The full preprocessing pipeline applies these steps in order:

Step Purpose OCR Benefit
Normalize Stabilize pixel intensities Consistent input for OCR
Deskew Correct page rotation Better line detection
Resize Scale to optimal resolution Improved character recognition
Denoise Remove scanner artifacts Cleaner text boundaries
Contrast CLAHE enhancement Better text/background separation
Sharpen Enhance text edges Clearer character shapes

Predefined Pipelines

from ocr_preprocessor import OCRPreprocessor, Pipeline

processor = OCRPreprocessor()

# Full pipeline (default) - all steps
result = processor.process_image(image_bytes, pipeline=Pipeline.FULL)

# Minimal pipeline - for clean digital PDFs
result = processor.process_image(image_bytes, pipeline=Pipeline.MINIMAL)
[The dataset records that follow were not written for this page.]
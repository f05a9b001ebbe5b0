// Copyright (c) 2026 rezky_nightky

#[derive(Clone, Copy, Debug, PartialEq, Eq)]
pub enum ColorMode {
    Mono,
    Color16,
    Color256,
    TrueColor,
}
//! Blog posts rendering. No aggregation or filtering; a plain list.

use chrono::Utc;
use ratatui::{
    layout::Rect,
    style::{Color, Style},
    widgets::{Block, Borders, Paragraph, Wrap},
    Frame,
};

use lookout_core::format::{relative_time, truncate};
use lookout_core::resource::AsyncState;
use lookout_core::types::BlogPost;

/// Render the posts view into `area`.
pub fn render(frame: &mut Frame, area: Rect, posts: &AsyncState<Vec<BlogPost>>, scroll_offset: usize) {
    let block = Block::default().borders(Borders::ALL).title(" Posts ");
    let style = if posts.is_error() && !posts.has_data() {
        Style::default().fg(Color::Red)
    } else {
        Style::default()
    };
    frame.render_widget(
        Paragraph::new(posts_text(posts, scroll_offset))
            .style(style)
            .block(block)
            .wrap(Wrap { trim: false }),
        area,
    );
}

/// Textual post list; pure so the layout is testable.
pub fn posts_text(posts: &AsyncState<Vec<BlogPost>>, scroll_offset: usize) -> String {
    let Some(list) = &posts.data else {
        return if posts.is_error() {
            format!(
                "Unable to load posts: {}\n\nPress r to retry.",
                posts.error.as_deref().unwrap_or("unknown error")
            )
        } else {
            "Loading posts…".to_string()
        };
    };

    let mut lines = Vec::new();
    if posts.is_error() {
        lines.push(format!(
            "⚠ {} — showing last known data (r to retry)",
            posts.error.as_deref().unwrap_or("refresh failed")
        ));
        lines.push(String::new());
    }

    if list.is_empty() {
        lines.push("No posts yet.".to_string());
        return lines.join("\n");
    }

    let now = Utc::now();
    for post in list.iter().skip(scroll_offset) {
        lines.push(format!(
            "{}  ({})",
            truncate(&post.title, 60),
            relative_time(post.published_at, now)
        ));
        if !post.summary.is_empty() {
            lines.push(format!("    {}", truncate(&post.summary, 76)));
        }
    }
    lines.join("\n")
}
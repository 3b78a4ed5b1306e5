//! Lookout - live terminal dashboard for automated-agent activity feeds.
//!
//! ## Usage
//!
//! ```bash
//! # Start the TUI dashboard
//! lookout
//!
//! # With verbose logging
//! lookout -v
//!
//! # Against a different feed API
//! lookout --base-url https://feed.example.com
//!
//! # One-shot text snapshot (no TUI)
//! lookout snapshot
//! ```

use std::io::Write;
use std::panic;
use std::path::PathBuf;
use std::process::ExitCode;

use clap::{Parser, Subcommand};
use lookout_core::{init_logging, Config, LogGuard};
use lookout_tui::App;
use tracing::{error, info};

/// Lookout agent activity dashboard
///
/// A terminal dashboard that polls a feed API for agent status, threaded
/// activity, board health, and blog posts.
#[derive(Parser, Debug)]
#[command(name = "lookout")]
#[command(author, version, about, long_about = None)]
struct Cli {
    /// Enable verbose logging (increases log level)
    #[arg(short, long, action = clap::ArgAction::Count)]
    verbose: u8,

    /// Directory for log files (defaults to ~/.lookout/logs/)
    #[arg(long)]
    log_dir: Option<PathBuf>,

    /// Configuration file (defaults to ~/.lookout/config.yaml)
    #[arg(short, long)]
    config: Option<PathBuf>,

    /// Feed API base URL (overrides the configured value)
    #[arg(long)]
    base_url: Option<String>,

    #[command(subcommand)]
    command: Option<Command>,
}

#[derive(Subcommand, Debug)]
enum Command {
    /// Fetch everything once and print a text snapshot to stdout
    Snapshot,
}

fn main() -> ExitCode {
    let cli = Cli::parse();

    let _guard = match setup_logging(&cli) {
        Ok(guard) => guard,
        Err(e) => {
            eprintln!("Failed to initialize logging: {}", e);
            return ExitCode::from(1);
        }
    };

    let config = match load_config(&cli) {
        Ok(config) => config,
        Err(e) => {
            error!("configuration error: {}", e);
            eprintln!("Error: {}", e);
            if let Some(guidance) = e.guidance() {
                eprintln!("{}", guidance);
            }
            return ExitCode::from(1);
        }
    };

    // The TUI loop is synchronous; the runtime backs the polling tasks.
    let runtime = match tokio::runtime::Runtime::new() {
        Ok(runtime) => runtime,
        Err(e) => {
            eprintln!("Failed to start async runtime: {}", e);
            return ExitCode::from(1);
        }
    };

    match cli.command {
        Some(Command::Snapshot) => match runtime.block_on(print_snapshot(&config)) {
            Ok(()) => ExitCode::SUCCESS,
            Err(e) => {
                error!("snapshot failed: {}", e);
                eprintln!("Error: {}", e);
                ExitCode::from(1)
            }
        },
        None => {
            install_panic_hook();
            info!("Starting Lookout dashboard");

            let _enter = runtime.enter();
            match run_app(&config) {
                Ok(()) => {
                    info!("Lookout exited normally");
                    ExitCode::SUCCESS
                }
                Err(e) => {
                    error!("Lookout error: {}", e);
                    eprintln!("Error: {}", e);
                    ExitCode::from(1)
                }
            }
        }
    }
}

/// Install a panic hook that restores the terminal before printing the panic
/// message.
///
/// Without this a panic in raw mode with the alternate screen enabled leaves
/// the terminal unusable and the message invisible.
fn install_panic_hook() {
    let original_hook = panic::take_hook();

    panic::set_hook(Box::new(move |panic_info| {
        let _ = restore_terminal();
        original_hook(panic_info);
    }));
}

/// Restore terminal to its normal state.
fn restore_terminal() -> std::io::Result<()> {
    let mut stdout = std::io::stdout();

    let _ = crossterm::terminal::disable_raw_mode();
    crossterm::execute!(stdout, crossterm::terminal::LeaveAlternateScreen)?;
    crossterm::execute!(stdout, crossterm::cursor::Show)?;
    stdout.flush()?;

    Ok(())
}

/// Set up logging based on CLI arguments.
fn setup_logging(cli: &Cli) -> lookout_core::Result<LogGuard> {
    init_logging(cli.log_dir.clone(), cli.verbose > 0)
}

/// Load configuration and apply CLI overrides.
fn load_config(cli: &Cli) -> lookout_core::Result<Config> {
    let mut config = match &cli.config {
        Some(path) => Config::load_from(path)?,
        None => Config::load()?,
    };
    if let Some(base_url) = &cli.base_url {
        config.api.base_url = base_url.clone();
    }
    config.validate()?;
    Ok(config)
}

/// Run the TUI application.
fn run_app(config: &Config) -> lookout_tui::AppResult<()> {
    let mut app = App::new(config)?;
    app.run()
}

/// One-shot fetch of every endpoint, printed as plain text.
///
/// Useful for scripts and for checking connectivity without entering the
/// alternate screen.
async fn print_snapshot(config: &Config) -> anyhow::Result<()> {
    use lookout_api::ApiClient;
    use lookout_core::aggregate;
    use lookout_core::format::{compact_count, relative_time};

    let client = ApiClient::from_config(&config.api)?;
    let now = chrono::Utc::now();

    let (status, activity, board) = tokio::try_join!(
        client.fetch_agent_status(),
        client.fetch_activity(),
        client.fetch_board_health(),
    )?;

    let view = aggregate(&status.agents, &[activity.items]);

    println!("Agents ({}):", status.agents.len());
    for agent in &status.agents {
        println!(
            "  {} {}  ({})",
            agent.state.indicator(),
            agent.label(),
            relative_time(agent.last_seen_at, now)
        );
    }

    println!(
        "\nActivity: {} items, {} working, {} open",
        compact_count(view.items.len() as u64),
        view.summary.working_agents,
        compact_count(view.summary.open_items as u64),
    );
    for item in &view.items {
        let indent = if item.parent_id.is_some() { "    " } else { "  " };
        println!(
            "{}{} {}  ({})",
            indent,
            item.agent_key.as_deref().unwrap_or("—"),
            item.title(),
            relative_time(item.timestamp, now)
        );
    }

    println!("\nBoard: {} items", compact_count(board.total_items));
    for segment in board.segments() {
        println!("  {:<12} {:>5}  {:>3.0}%", segment.status, segment.count, segment.percent);
    }

    Ok(())
}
# Fast pipeline - balance of speed and quality
result = processor.process_image(image_bytes, pipeline=Pipeline.FAST)

Custom Steps

from ocr_preprocessor import OCRPreprocessor, ProcessingStep

processor = OCRPreprocessor()

# Only apply specific steps
result = processor.process_image(
    image_bytes,
    steps=[
        ProcessingStep.NORMALIZE,
        ProcessingStep.DESKEW,
        ProcessingStep.CONTRAST
    ]
)

Progress Callback

def on_progress(current: int, total: int, step_name: str) -> None:
    print(f"Step {current}/{total}: {step_name}")

result = processor.process_image(
    image_bytes,
    progress_callback=on_progress
)
# Output:
# Step 1/6: normalize
# Step 2/6: deskew
# ...

PDF Processing

Process PDF to PDF

from ocr_preprocessor import OCRPreprocessor, convert_pdf_all_pages, images_to_pdf

processor = OCRPreprocessor()

with open("document.pdf", "rb") as f:
    pdf_bytes = f.read()

# Convert pages to images
pages = convert_pdf_all_pages(pdf_bytes)

# Process each page
processed = [processor.process_image(p) for p in pages]

# Combine back to PDF
result_pdf = images_to_pdf(processed)

with open("processed.pdf", "wb") as f:
    f.write(result_pdf)

CLI: PDF to PDF

# Single command - outputs processed PDF
ocrprep document.pdf -o processed.pdf

# Output individual pages instead
ocrprep document.pdf --output ./pages/

API Reference

OCRPreprocessor

processor = OCRPreprocessor(
    min_width=1000,  # Minimum output width (pixels)
    max_width=3000   # Maximum output width (pixels)
)

Methods

Method Description
process_image(bytes, ...) -> bytes Process image with configurable pipeline
process_image_minimal(bytes) -> bytes Light preprocessing (for clean PDFs)
process(bytes, file_type) -> bytes Auto-detect and process
process_array(ndarray) -> ndarray Process numpy array directly

Enums

from ocr_preprocessor import ProcessingStep, Pipeline, OutputFormat

# Processing steps
ProcessingStep.NORMALIZE  # Normalize pixel intensities
ProcessingStep.DESKEW     # Fix rotation
ProcessingStep.RESIZE     # Scale to target size
ProcessingStep.DENOISE    # Remove noise
ProcessingStep.CONTRAST   # CLAHE enhancement
ProcessingStep.SHARPEN    # Sharpen edges

# Pipelines
Pipeline.FULL     # All steps (default)
Pipeline.MINIMAL  # Normalize + Resize + Light Contrast
Pipeline.FAST     # Normalize + Resize + Contrast

# Output formats
OutputFormat.PNG   # Lossless (default)
OutputFormat.JPEG  # Lossy, smaller size

PDF Functions

Function Description
convert_pdf_first_page(bytes, dpi=200) -> bytes Convert first page only
convert_pdf_all_pages(bytes, dpi=200) -> list[bytes] Convert all pages
convert_pdf_page(bytes, page_number, dpi=200) -> bytes Convert specific page
get_pdf_page_count(bytes) -> int Get page count
images_to_pdf(list[bytes]) -> bytes Combine images into PDF

Exceptions

from ocr_preprocessor import (
    OCRPreprocessorError,  # Base exception
    ImageDecodeError,      # Failed to decode image
    ImageEncodeError,      # Failed to encode image
    PDFConversionError,    # PDF conversion failed
    PDFInfoError,          # Cannot read PDF info
    InvalidFileTypeError,  # Unsupported file type
    ProcessingStepError,   # Processing step failed
)

Color Preservation

The library automatically detects colored regions (signatures, stamps, highlights) using HSV saturation analysis. These areas receive lighter processing to preserve their appearance while text areas get stronger enhancement for better OCR.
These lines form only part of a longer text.